Reputation: 11
Google has indexed my old URLs that no longer exist. For example, when someone clicks on the old link from Google search, there will be shown a 500 server error.
My old URL was https://example.org/idn-poker/
, which has recently changed to https://example.org/idn-poker
.
The problem is the trailing /
.
How can I solve this issue?
My .htaccess
:
<IfModule mime_module>
AddHandler application/x-httpd-ea-php72 .php .php7 .phtml
ErrorDocument 404 https://example.org
RewriteEngine on
RewriteCond %{THE_REQUEST} \.html [NC]
RewriteRule ^(.*)\.html$ /$1 [R=301,L]
RewriteCond %{REQUEST_FILENAME} !-d
RewriteCond %{REQUEST_FILENAME} !-f
RewriteCond %{REQUEST_FILENAME}\.html -f
RewriteRule ^(.*)$ $1.html [L]
</IfModule>
Upvotes: 3
Views: 1134
Reputation: 45829
If your URLs have changed (from slash suffix to no slash suffix) then you should 301 redirect from the old to the new URL, otherwise Google will continue to index the old URLs, whilst you are internally linking to the new URLs - thus creating a duplicate content issue. So, this is a necessary step to preserve SEO.
For example:
# Redirect to remove trailing slash on URLs (excluding directories)
RewriteCond %{REQUEST_FILENAME} !-d
RewriteRule (.+)/$ /$1 [R=301,L]
However, there are other issues with your directives...
ErrorDocument 404 https://example.org
This causes any URL that would otherwise trigger a 404, being 302 redirected to your homepage. This generally delivers a bad user experience. It's likely to be seen as a soft-404 by Google, so there is no SEO advantage in doing this. It also pollutes your server logs with a mass of 302s and doubles the requests to your server.
You should configure a custom 404 page with a meaningful message to your users, for example:
ErrorDocument 404 /error-documents/my-custom-404.html
RewriteCond %{REQUEST_FILENAME} !-d
RewriteCond %{REQUEST_FILENAME} !-f
RewriteCond %{REQUEST_FILENAME}\.html -f
RewriteRule ^(.*)$ $1.html [L]
These directives will result in a rewrite-loop (500 error) when requesting a URL with a trailing slash since REQUEST_FILENAME
does not hold the same value as the $1
backreference. So whilst the condition might be true, the rewrite that follows is invalid. See my answer to the following question ServerFault with more information on this: https://serverfault.com/questions/989333/using-apache-rewrite-rules-in-htaccess-to-remove-html-causing-a-500-error
The immediate problem can be resolved by redirecting the URL with a trailing slash (as mentioned above), however, a rewrite-loop could still occur for other (possibly invalid) URLs.
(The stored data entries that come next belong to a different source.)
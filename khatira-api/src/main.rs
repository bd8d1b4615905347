use khatira_api::build_router;
use khatira_api::session_store::{sweep_expired_sessions, DbSessionStore, EXPIRED_SWEEP_PERIOD};
use khatira_app::{AppContext, Config};
use std::net::SocketAddr;
use tokio::net::TcpListener;
use tokio::signal;

#[tokio::main]
async fn main() {
    dotenvy::dotenv().ok();

    tracing_subscriber::fmt()
        .with_env_filter(
            tracing_subscriber::EnvFilter::try_from_default_env()
                .unwrap_or_else(|_| "info".into()),
        )
        .init();

    let config = match Config::from_env() {
        Ok(config) => config,
        Err(e) => {
            tracing::error!("Invalid configuration: {}", e);
            std::process::exit(1);
        }
    };
    tracing::info!("Loaded configuration: {:?}", config);
    let addr = config.bind_addr;

    let app_context = match AppContext::connect(config).await {
        Ok(ctx) => ctx,
        Err(e) => {
            tracing::error!("Failed to initialize database: {}", e);
            std::process::exit(1);
        }
    };

    tokio::spawn(sweep_expired_sessions(
        DbSessionStore::new(app_context.sessions.clone()),
        EXPIRED_SWEEP_PERIOD,
    ));

    let app = build_router(app_context);

    let listener = TcpListener::bind(&addr)
        .await
        .expect("Failed to bind address");
    tracing::info!("Listening on http://{}", addr);

    axum::serve(
        listener,
        app.into_make_service_with_connect_info::<SocketAddr>(),
    )
    .with_graceful_shutdown(shutdown_signal())
    .await
    .expect("Server error");

    tracing::info!("Server stopped");
}

async fn shutdown_signal() {
    let ctrl_c = async {
        signal::ctrl_c()
            .await
            .expect("Failed to install Ctrl+C handler");
        tracing::info!("Received Ctrl+C, shutting down");
    };

    #[cfg(unix)]
    let terminate = async {
        signal::unix::signal(signal::unix::SignalKind::terminate())
            .expect("Failed to install signal handler")
            .recv()
            .await;
        tracing::info!("Received terminate signal, shutting down");
    };

    #[cfg(not(unix))]
    let terminate = std::future::pending::<()>();

    tokio::select! {
        _ = ctrl_c => {},
        _ = terminate => {},
    }
}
There is also no need to check that the request does not map to a directory or file but does exist as a file when appending a .html
extension. You are doing 3 times the work when only a single condition is necessary:
RewriteCond %{DOCUMENT_ROOT}/$0\.html -f
RewriteRule .+[^/]$ $0.html [L]
The regex .+[^/]$
simply avoids matching directories that end in a trailing slash, so avoiding the additional filesystem check in the condition.
The $0
backreference contains the full match (which we know does not end in a slash).
This rewrite should be used with the external redirect above that removes the trailing slash from non-directories.
<IfModule mime_module>
Encasing all your directives in this <IfModule>
wrapper is questionable. If the mime_module is not available then your site just fails silently. It's very unlikely that mod_mime is not available - is it not better to be notified of an error if this fails?
AddHandler application/x-httpd-ea-php72 .php .php7 .phtml
ErrorDocument 404 /error-documents/my-custom-404.html
RewriteEngine On
# Redirect to remove trailing slash on URLs (excluding directories)
RewriteCond %{REQUEST_FILENAME} !-d
RewriteRule (.+)/$ /$1 [R=301,L]
# Redirect to remove ".html" extension if requested directly
RewriteCond %{THE_REQUEST} \.html
RewriteRule (.+)\.html$ /$1 [R=301,L]
# Append .html extension
RewriteCond %{DOCUMENT_ROOT}/$0\.html -f
RewriteRule .+[^/]$ $0.html [L]
Upvotes: 2
Reputation: 41219
You need to match trailing slash as an optional char in your regex in order to avoid rewriting to /file/.html
which is a broken path and may result in server error. .
Change your rule to
RewriteRule ^(.*?)/?$ $1.html [L]
Upvotes: 1